神奈川県内の会社に勤めていた宮崎紗矢香さんは、環境活動に関心を持ち、活動をしてきました。自分に合いそうな地域を求めて各地を訪ね、内閣府よりSDGs未来都市に選定されている町に移住。現在は、森の中で散策や対話をするリトリート体験イベントの企画や、環境に関する本を読む読書会などの活動をしています。

「若い世代は、自分が求める生き方ができる場所を柔軟な発想で選んでいます。以前は、いったん移住したらその場所に長く住み続けるのがほとんどだったかもしれませんが、最近の傾向としては、1つの移住先をゴールとはせず、数年で別の地域に移る人も増えています。SMOUTでも、首都圏・近畿圏以外に住む登録者が増えていて、地域から地域への流れが生まれているとみています」と宮本さん。
コロナ禍を経て若い世代の地方移住が増加
総務省の人口移動報告によると、2021年の東京都の「転入超過」は前年から8割減の5433人と過去最低に。東京23区に限れば、初めて転出者数が転入者数を上回る「転出超過」となりました。SMOUT登録者も、コロナ禍を経て約4万6000人に急増。登録者の年齢層の幅は広く、20代から40代が中心だといいます。「50代以上の層では、常に一定規模の移住希望者がいますが、働き盛りや若い世代の人たちも、『テレワーク』などが増えたコロナ禍を機に、生き方や働き方を見つめ直して移住を考えるなど、移住の裾野は着実に広がっています。移住に対する考え方や移住の仕方が多様化していて、週に数日だけ地方で暮らすなど二拠点生活をする人や、地域との緩やかな関係を続ける“関係人口”も増えています」
子育て層は教育環境も移住先選びの大きな要素
30代・40代で家庭を持つ層は、子育て世代とも重なり、そうした家族の場合、子どもの「教育」は移住する上での大きな要素。「通知表もチャイムも時間割もないユニークな公立小学校が、子どもを自然の中でのびのびと育てたい家庭の注目を集めています。不登校の子どもたちを受け入れる離島の学校もあります。そうした地域にお母さんと子どもが移住し、お父さんは週末だけ家族と過ごすというケースもありました」
若年層を受け入れる自治体のメリット
自治体にとっても、移住者が増えることは、過疎化や高齢化の進行を抑えるだけではないメリットがあるといいます。「特に20代から40代の転入者が増えると、風通しがよくなり、活気が出てきます。若い人に選ばれるまちは良いまちだという評価につながり、住民たちもまちに誇りが持てるようになります。若い移住希望者たちの中には、社会を良くしたい、地域に貢献したい、という意識を持っている人が増えています。そうした人に選ばれる移住先には活気が生まれ、もともと住む人たちのシビックプライドにもつながると聞きます」と解説してくれました。

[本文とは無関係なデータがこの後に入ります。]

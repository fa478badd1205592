use std::any::Any;
use std::cmp::Ordering;
use std::hash::{Hash, Hasher};
use std::sync::Arc;

use birch_grammar::{Config, TreeKind, ValidationError, validate};
use birch_syntax::{Node, WalkEvent};
use serde::{Deserialize, Deserializer, Serialize, Serializer};

use crate::{FlatValue, decode_any, encode};

/// A validated syntax tree.
///
/// Clones share the same nodes. Comparison looks only at symbols, text and
/// shape; positions never matter. The order is the lexicographic order of the
/// position-free flat encodings, computed without building them.
#[derive(Clone)]
pub struct Tree {
    root: Arc<Node>,
    kind: TreeKind,
}

/// Returned when a tree is ordered against something that is not a tree.
#[derive(Debug, Clone, Copy, PartialEq, Eq, thiserror::Error)]
#[error("trees can only be ordered against other trees")]
pub struct IncomparableType;

impl Tree {
    /// Wraps `root` after checking it against the grammar.
    pub fn new(root: Node, kind: TreeKind, config: &Config) -> Result<Self, ValidationError> {
        validate(&root, kind, config)?;
        Ok(Self { root: Arc::new(root), kind })
    }

    pub fn root(&self) -> &Node {
        &self.root
    }

    pub fn kind(&self) -> TreeKind {
        self.kind
    }

    pub fn is_expr(&self) -> bool {
        self.kind == TreeKind::Expression
    }

    pub fn is_suite(&self) -> bool {
        self.kind == TreeKind::Suite
    }

    pub fn encode(&self, include_position: bool) -> FlatValue {
        encode(self, include_position)
    }

    pub fn debug_dump(&self) -> String {
        self.root.debug_dump()
    }

    /// `==` against an arbitrary value; anything but a tree is unequal.
    pub fn eq_dyn(&self, other: &dyn Any) -> bool {
        other.downcast_ref::<Tree>().is_some_and(|other| self == other)
    }

    /// Ordering against an arbitrary value.
    pub fn partial_cmp_dyn(&self, other: &dyn Any) -> Result<Ordering, IncomparableType> {
        other.downcast_ref::<Tree>().map(|other| self.cmp(other)).ok_or(IncomparableType)
    }
}

fn compare(left: &Node, right: &Node) -> Ordering {
    let mut stack = vec![(std::slice::from_ref(left).iter(), std::slice::from_ref(right).iter())];

    while let Some((lefts, rights)) = stack.last_mut() {
        match (lefts.next(), rights.next()) {
            (None, None) => {
                stack.pop();
            }
            (None, Some(_)) => return Ordering::Less,
            (Some(_), None) => return Ordering::Greater,
            (Some(left), Some(right)) => {
                let ordering = left
                    .symbol()
                    .cmp(&right.symbol())
                    .then_with(|| left.text().cmp(&right.text()));
                if ordering.is_ne() {
                    return ordering;
                }
                if !left.is_terminal() {
                    stack.push((left.children().iter(), right.children().iter()));
                }
            }
        }
    }

    Ordering::Equal
}

impl PartialEq for Tree {
    fn eq(&self, other: &Self) -> bool {
        Arc::ptr_eq(&self.root, &other.root) || compare(&self.root, &other.root).is_eq()
    }
}

impl Eq for Tree {}

impl PartialOrd for Tree {
    fn partial_cmp(&self, other: &Self) -> Option<Ordering> {
        Some(self.cmp(other))
    }
}

impl Ord for Tree {
    fn cmp(&self, other: &Self) -> Ordering {
        if Arc::ptr_eq(&self.root, &other.root) {
            return Ordering::Equal;
        }
        compare(&self.root, &other.root)
    }
}

impl Hash for Tree {
    fn hash<H: Hasher>(&self, state: &mut H) {
        for event in self.root.preorder() {
            if let WalkEvent::Enter(node) = event {
                node.symbol().hash(state);
                match node.text() {
                    Some(text) => text.hash(state),
                    None => node.children().len().hash(state),
                }
            }
        }
    }
}

impl std::fmt::Debug for Tree {
    fn fmt(&self, f: &mut std::fmt::Formatter<'_>) -> std::fmt::Result {
        write!(f, "Tree({:?})\n{}", self.kind, self.root.debug_dump())
    }
}

impl Serialize for Tree {
    fn serialize<S: Serializer>(&self, serializer: S) -> Result<S::Ok, S::Error> {
        self.encode(true).serialize(serializer)
    }
}

impl<'de> Deserialize<'de> for Tree {
    fn deserialize<D: Deserializer<'de>>(deserializer: D) -> Result<Self, D::Error> {
        let value = FlatValue::deserialize(deserializer)?;
        decode_any(&value).map_err(serde::de::Error::custom)
    }
}

#[cfg(test)]
mod tests {
    use std::collections::BTreeSet;

    use birch_syntax::{Position, Symbol};

    use super::*;

    fn expression(name: &str, line: u32) -> Tree {
        let chain = [
            Symbol::TESTLIST,
            Symbol::TEST,
            Symbol::OR_TEST,
            Symbol::AND_TEST,
            Symbol::NOT_TEST,
            Symbol::COMPARISON,
            Symbol::EXPR,
            Symbol::XOR_EXPR,
            Symbol::AND_EXPR,
            Symbol::SHIFT_EXPR,
            Symbol::ARITH_EXPR,
            Symbol::TERM,
            Symbol::FACTOR,
            Symbol::POWER,
            Symbol::ATOM,
        ];
        let name = Node::terminal(Symbol::NAME, name, Some(Position::new(line, 0)));
        let operand =
            chain.iter().rev().fold(name, |inner, &symbol| Node::non_terminal(symbol, vec![inner]));
        let root = Node::non_terminal(
            Symbol::EVAL_INPUT,
            vec![
                operand,
                Node::terminal(Symbol::NEWLINE, "", Some(Position::new(line, 1))),
                Node::terminal(Symbol::ENDMARKER, "", Some(Position::synthetic(line))),
            ],
        );
        Tree::new(root, TreeKind::Expression, &Config::default()).unwrap()
    }

    #[test]
    fn positions_do_not_matter() {
        let a = expression("x", 1);
        let b = expression("x", 40);
        assert_eq!(a, b);
        assert_eq!(a.cmp(&b), Ordering::Equal);

        let mut set = BTreeSet::new();
        set.insert(a);
        set.insert(b);
        assert_eq!(set.len(), 1);
    }

    #[test]
    fn order_follows_text() {
        let a = expression("a", 1);
        let b = expression("b", 1);
        let c = expression("c", 1);
        assert!(a < b && b < c && a < c);
        assert!(a <= a.clone());
        assert!(!(b < a));

        let mut trees = vec![c.clone(), a.clone(), b.clone()];
        trees.sort();
        assert_eq!(trees, [a, b, c]);
    }

    #[test]
    fn foreign_values() {
        let tree = expression("x", 1);
        assert!(tree.eq_dyn(&tree.clone()));
        assert!(!tree.eq_dyn(&"x"));
        assert!(!tree.eq_dyn(&42));
        assert_eq!(tree.partial_cmp_dyn(&expression("y", 1)), Ok(Ordering::Less));
        assert_eq!(tree.partial_cmp_dyn(&"x"), Err(IncomparableType));
    }

    #[test]
    fn hash_ignores_positions() {
        use std::collections::HashSet;

        let set: HashSet<Tree> =
            [expression("x", 1), expression("x", 9), expression("y", 1)].into();
        assert_eq!(set.len(), 2);
    }

    #[test]
    fn serde_round_trip() {
        let tree = expression("spam", 3);
        let json = serde_json::to_string(&tree).unwrap();
        assert!(json.starts_with("[257,[325,[300,"), "{json}");
        assert!(json.contains(r#"[1,"spam",3,0]"#), "{json}");

        let back: Tree = serde_json::from_str(&json).unwrap();
        assert_eq!(back, tree);
        assert!(back.is_expr());
        assert_eq!(back.root().first_position(), Some(Position::new(3, 0)));

        let error = serde_json::from_str::<Tree>("[1, 2, 3]").unwrap_err();
        assert!(error.to_string().contains("malformed tree"), "{error}");
    }

    #[test]
    fn trees_are_shareable() {
        fn assert_send_sync<T: Send + Sync>() {}
        assert_send_sync::<Tree>();
    }
}
//! Thompson automata over child labels, one per production.

use crate::meta::{Label, Pattern};

#[derive(Debug, Default)]
struct State {
    epsilon: Vec<usize>,
    edges: Vec<(Label, usize)>,
}

#[derive(Debug)]
pub(crate) struct Nfa {
    states: Vec<State>,
    accept: usize,
}

impl Nfa {
    pub(crate) fn new(pattern: &Pattern) -> Self {
        let mut nfa = Self { states: vec![State::default()], accept: 0 };
        nfa.accept = nfa.compile(pattern, 0);
        nfa
    }

    fn state(&mut self) -> usize {
        self.states.push(State::default());
        self.states.len() - 1
    }

    /// Adds transitions for `pattern` leaving `start`, returning the end state.
    fn compile(&mut self, pattern: &Pattern, start: usize) -> usize {
        match pattern {
            Pattern::Label(label) => {
                let end = self.state();
                self.states[start].edges.push((*label, end));
                end
            }
            Pattern::Seq(items) => items.iter().fold(start, |from, item| self.compile(item, from)),
            Pattern::Alt(alts) => {
                let end = self.state();
                for alt in alts {
                    let alt_end = self.compile(alt, start);
                    self.states[alt_end].epsilon.push(end);
                }
                end
            }
            Pattern::Opt(inner) => {
                let end = self.compile(inner, start);
                self.states[start].epsilon.push(end);
                end
            }
            Pattern::Star(inner) => {
                let hub = self.state();
                self.states[start].epsilon.push(hub);
                let end = self.compile(inner, hub);
                self.states[end].epsilon.push(hub);
                hub
            }
            Pattern::Plus(inner) => {
                let hub = self.state();
                self.states[start].epsilon.push(hub);
                let end = self.compile(inner, hub);
                self.states[end].epsilon.push(hub);
                end
            }
        }
    }

    fn close(&self, set: &mut [bool], worklist: &mut Vec<usize>) {
        while let Some(state) = worklist.pop() {
            for &next in &self.states[state].epsilon {
                if !set[next] {
                    set[next] = true;
                    worklist.push(next);
                }
            }
        }
    }

    /// Runs the automaton over `labels`, where `accepts(label, i)` says whether
    /// the `i`-th child can be read through `label`.
    pub(crate) fn matches(&self, len: usize, accepts: impl Fn(Label, usize) -> bool) -> bool {
        let mut current = vec![false; self.states.len()];
        let mut next = vec![false; self.states.len()];
        let mut worklist = vec![0];
        current[0] = true;
        self.close(&mut current, &mut worklist);

        for index in 0..len {
            next.fill(false);
            for (state, _) in current.iter().enumerate().filter(|(_, live)| **live) {
                for &(label, target) in &self.states[state].edges {
                    if !next[target] && accepts(label, index) {
                        next[target] = true;
                        worklist.push(target);
                    }
                }
            }
            self.close(&mut next, &mut worklist);

            if !next.contains(&true) {
                return false;
            }
            std::mem::swap(&mut current, &mut next);
        }

        current[self.accept]
    }
}
use std::hint::black_box;

use birch_tree::{FlatValue, TreeKind, decode, encode};
use codspeed_criterion_compat::{
    BenchmarkId, Criterion, Throughput, criterion_group, criterion_main,
};

static MODULE: &str = r#"
def fib(n):
    a, b = 0, 1
    for _ in range(n):
        a, b = b, a + b
    return a

table = {k: [fib(i) for i in range(k) if i % 2] for k in range(10)}
while table:
    key, value = table.popitem()
    assert len(value) <= key, "shrunk"
"#;

fn nested(depth: usize) -> String {
    format!("{}{}", "[".repeat(depth), "]".repeat(depth))
}

fn benchmark_codec(c: &mut Criterion) {
    let inputs = [("Module", MODULE.to_owned()), ("Nested", format!("x = {}\n", nested(90)))];

    let mut group = c.benchmark_group("Codec Benchmark");

    for (name, source) in inputs {
        let (Ok(tree), Ok(copy)) = (birch_parse::suite(&source), birch_parse::suite(&source)) else {
            continue;
        };
        let flat = encode(&tree, true);

        group.throughput(Throughput::Elements(tree.root().node_count() as u64));
        group.bench_with_input(BenchmarkId::new("encode", name), &tree, |b, tree| {
            b.iter(|| black_box(encode(tree, true)));
        });
        group.bench_with_input(BenchmarkId::new("decode", name), &flat, |b, flat| {
            b.iter(|| black_box(decode(flat, TreeKind::Suite)));
        });
        group.bench_with_input(BenchmarkId::new("compare", name), &tree, |b, tree| {
            b.iter(|| black_box(tree.cmp(&copy)));
        });
    }

    group.finish();
}

fn benchmark_json(c: &mut Criterion) {
    let Ok(tree) = birch_parse::suite(MODULE) else { return };
    let Ok(json) = serde_json::to_string(&encode(&tree, false)) else { return };

    let mut group = c.benchmark_group("JSON Benchmark");
    group.throughput(Throughput::Bytes(json.len() as u64));
    group.bench_function("from_json", |b| {
        b.iter(|| black_box(serde_json::from_str::<FlatValue>(&json)));
    });
    group.finish();
}

criterion_group!(benches, benchmark_codec, benchmark_json);
criterion_main!(benches);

これから移住を考える人に対しては、「移住は人生の大きな節目となり、費用もかかります。最近は補助金なども充実していますが、目先のお金だけで考えると、うまくはいかないと感じます。自分の価値観や物差しで、本当にその地域が良いのかじっくりと考えることが大切です。資料や自治体の説明だけでは分からないこと、住んでみて初めて気づくことも多いはず。まずは短期間の“お試し移住”をすること。何よりも地域の人と話して、直感的に“合う”かどうかを見極めてみることが大切です。いろんな地域を実際に訪ねて人と話して、比較検討してみることをお勧めします」とアドバイスしています。